Criador do solo imortal de “Ovelha Negra”, músico do Tutti Frutti morreu aos 73 anos em São Paulo e ajudou a moldar o som da Rainha do Rock

Kátia Flávia

08/05/2026 9h30

luiz carlini

Foto: Reprodução/ YouTube Lira Filmes

Eu estava na academia, no Leblon, tentando fingir intimidade com a esteira, quando veio a notícia: morreu Luiz Carlini. E aí, meu amor, não teve playlist motivacional que segurasse. O rock brasileiro perdeu um de seus guitarristas mais importantes, um homem que talvez muita gente não reconheça pelo rosto, mas que o Brasil inteiro já ouviu sem saber.

Carlini morreu aos 73 anos, em São Paulo.
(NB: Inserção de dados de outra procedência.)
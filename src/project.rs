use crate::errors::{AppError, AppResult};
use crate::models::{from_json_slice, Project, ProjectListEntry};
use crate::settings::CoreSettings;
use serde::de::DeserializeOwned;
use std::fs;
use std::path::{Path, PathBuf};

/// Where project data comes from. The file-backed [`ProjectService`] is the
/// only implementation shipped here.
pub trait ProjectStore {
    /// A missing list file is an empty list.
    fn load_project_list(&self, file: Option<&Path>) -> AppResult<Vec<ProjectListEntry>>;
    /// A missing descriptor is `None`.
    fn load_project(&self, project_path: &str) -> AppResult<Option<Project>>;
}

#[derive(Debug, Clone)]
pub struct ProjectService {
    settings: CoreSettings,
    home_dir: Option<PathBuf>,
}

impl Default for ProjectService {
    fn default() -> Self {
        Self::new()
    }
}

impl ProjectService {
    pub fn new() -> Self {
        Self::with_settings(CoreSettings::default())
    }

    pub fn with_settings(settings: CoreSettings) -> Self {
        Self {
            settings,
            home_dir: default_home_dir(),
        }
    }

    pub fn with_home_dir(mut self, home_dir: impl Into<PathBuf>) -> Self {
        self.home_dir = Some(home_dir.into());
        self
    }

    pub fn load_list_from_file(&self, file: Option<&Path>) -> AppResult<Vec<ProjectListEntry>> {
        let path = self.list_path(file);
        if !path.exists() {
            tracing::debug!(path = %path.to_string_lossy(), "project list not found");
            return Ok(Vec::new());
        }
        let projects: Vec<ProjectListEntry> = read_json_file(&path)?;
        tracing::debug!(path = %path.to_string_lossy(), count = projects.len(), "loaded project list");
        Ok(projects)
    }

    pub fn save_list_to_file(&self, file: Option<&Path>, projects: &[ProjectListEntry]) -> AppResult<()> {
        write_json_file(&self.list_path(file), &projects)
    }

    /// Expands a leading `~` to the home directory.
    pub fn resolve_project_path(&self, project_path: &str) -> AppResult<PathBuf> {
        let rest = if project_path == "~" {
            Some("")
        } else {
            project_path
                .strip_prefix("~/")
                .or_else(|| project_path.strip_prefix("~\\"))
        };
        let Some(rest) = rest else {
            return Ok(PathBuf::from(project_path));
        };
        let Some(home) = self.home_dir.as_ref() else {
            return Err(AppError::NotFound(format!(
                "Unable to resolve home directory for {}",
                project_path
            )));
        };
        Ok(home.join(rest))
    }

    pub fn descriptor_path(&self, project_path: &str) -> AppResult<PathBuf> {
        Ok(self
            .resolve_project_path(project_path)?
            .join(&self.settings.project_descriptor_file))
    }

    pub fn load_from_file(&self, project_path: &str) -> AppResult<Option<Project>> {
        let path = self.descriptor_path(project_path)?;
        if !path.exists() {
            tracing::debug!(path = %path.to_string_lossy(), "project descriptor not found");
            return Ok(None);
        }
        read_json_file(&path).map(Some)
    }

    pub fn save_to_file(&self, project_path: &str, project: &Project) -> AppResult<()> {
        write_json_file(&self.descriptor_path(project_path)?, project)
    }

    fn list_path(&self, file: Option<&Path>) -> PathBuf {
        file.map(Path::to_path_buf)
            .unwrap_or_else(|| PathBuf::from(&self.settings.project_list_file))
    }
}

impl ProjectStore for ProjectService {
    fn load_project_list(&self, file: Option<&Path>) -> AppResult<Vec<ProjectListEntry>> {
        self.load_list_from_file(file)
    }

    fn load_project(&self, project_path: &str) -> AppResult<Option<Project>> {
        self.load_from_file(project_path)
    }
}

fn default_home_dir() -> Option<PathBuf> {
    #[cfg(unix)]
    {
        if let Ok(home) = std::env::var("HOME") {
            return Some(PathBuf::from(home));
        }
    }

    #[cfg(windows)]
    {
        if let Ok(home) = std::env::var("USERPROFILE") {
            return Some(PathBuf::from(home));
        }
    }

    None
}

fn write_json_file<T: serde::Serialize + ?Sized>(path: &Path, value: &T) -> AppResult<()> {
    if let Some(parent) = path.parent() {
        fs::create_dir_all(parent).map_err(|error| AppError::Io(error.to_string()))?;
    }
    let bytes = serde_json::to_vec_pretty(value)?;
    fs::write(path, bytes).map_err(|error| AppError::Io(error.to_string()))
}

fn read_json_file<T: DeserializeOwned>(path: &Path) -> AppResult<T> {
    let bytes = fs::read(path).map_err(|error| AppError::Io(error.to_string()))?;
    from_json_slice(&bytes).map_err(|error| {
        AppError::Parse(format!("{}: {}", path.to_string_lossy(), error))
    })
}
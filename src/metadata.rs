use crate::models::{AssetNode, HandlerMetadata};
use std::collections::HashMap;

/// Returns the first entry whose `id` equals `handler_id` exactly.
///
/// Absent or empty metadata, an empty handler id and null entries are all
/// tolerated and simply produce no match.
pub fn get_handler_metadata<'a>(
    handler_id: &str,
    metadata: Option<&'a [Option<HandlerMetadata>]>,
) -> Option<&'a HandlerMetadata> {
    if handler_id.is_empty() {
        return None;
    }
    metadata?
        .iter()
        .flatten()
        .find(|entry| entry.id.as_deref() == Some(handler_id))
}

/// Handler-id keyed view over a metadata sequence. Duplicate ids resolve to
/// the first occurrence, matching [`get_handler_metadata`].
#[derive(Debug, Clone, Default)]
pub struct HandlerMetadataIndex<'a> {
    entries: HashMap<&'a str, &'a HandlerMetadata>,
}

impl<'a> HandlerMetadataIndex<'a> {
    pub fn new(metadata: Option<&'a [Option<HandlerMetadata>]>) -> Self {
        let mut entries = HashMap::new();
        for entry in metadata.unwrap_or(&[]).iter().flatten() {
            let Some(id) = entry.id.as_deref() else {
                continue;
            };
            if id.is_empty() {
                continue;
            }
            entries.entry(id).or_insert(entry);
        }
        Self { entries }
    }

    pub fn for_asset(asset: &'a AssetNode) -> Self {
        Self::new(asset.metadata.as_deref())
    }

    pub fn get(&self, handler_id: &str) -> Option<&'a HandlerMetadata> {
        self.entries.get(handler_id).copied()
    }

    pub fn contains(&self, handler_id: &str) -> bool {
        self.entries.contains_key(handler_id)
    }

    pub fn len(&self) -> usize {
        self.entries.len()
    }

    pub fn is_empty(&self) -> bool {
        self.entries.is_empty()
    }
}

impl AssetNode {
    pub fn handler_metadata(&self, handler_id: &str) -> Option<&HandlerMetadata> {
        get_handler_metadata(handler_id, self.metadata.as_deref())
    }
}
A causa da morte não foi divulgada. Guitarrista, compositor e diretor musical, ele fez parte do Tutti Frutti, banda que acompanhou Rita Lee em uma das fases mais importantes da carreira dela, logo depois da saída dos Mutantes.

É aí que mora o tamanho do legado. Luiz Carlini não foi apenas “o guitarrista de Rita Lee”. Ele ajudou a desenhar a fase em que Rita virou, com todas as letras, a Rainha do Rock. Foi com o Tutti Frutti que ela gravou discos fundamentais dos anos 1970, como “Fruto Proibido”, álbum que trouxe “Agora Só Falta Você” e “Ovelha Negra”.
E “Ovelha Negra”, convenhamos, não seria a mesma sem aquele solo final. Carlini criou uma das passagens de guitarra mais famosas da música brasileira. A história tem até cara de lenda: ele contou que sonhou com a melodia, acordou assobiando e insistiu para gravá-la quando a música já estava praticamente pronta. Gravou de primeira. Pronto. Nascia ali um pedaço de eternidade.

O guitarrista também trabalhou com nomes como Erasmo Carlos, Barão Vermelho, Titãs, Supla, Lobão, Vanguart e Guilherme Arantes. Participou de centenas de discos e seguia em atividade, o que torna a despedida ainda mais amarga.
A morte de Carlini vem carregada de simbolismo. Ele se foi na véspera da data em que a morte de Rita Lee completa três anos. Rita morreu em 8 de maio de 2023, aos 75 anos. Agora, o guitarrista que ajudou a amplificar sua rebeldia também sai de cena.

Fica a guitarra. Fica o solo. Fica aquela sensação de que, quando “Ovelha Negra” tocar de novo, não será só Rita que vai aparecer na memória. Vai ter Carlini ali também, fazendo a música subir, do jeito que só os grandes sabem fazer.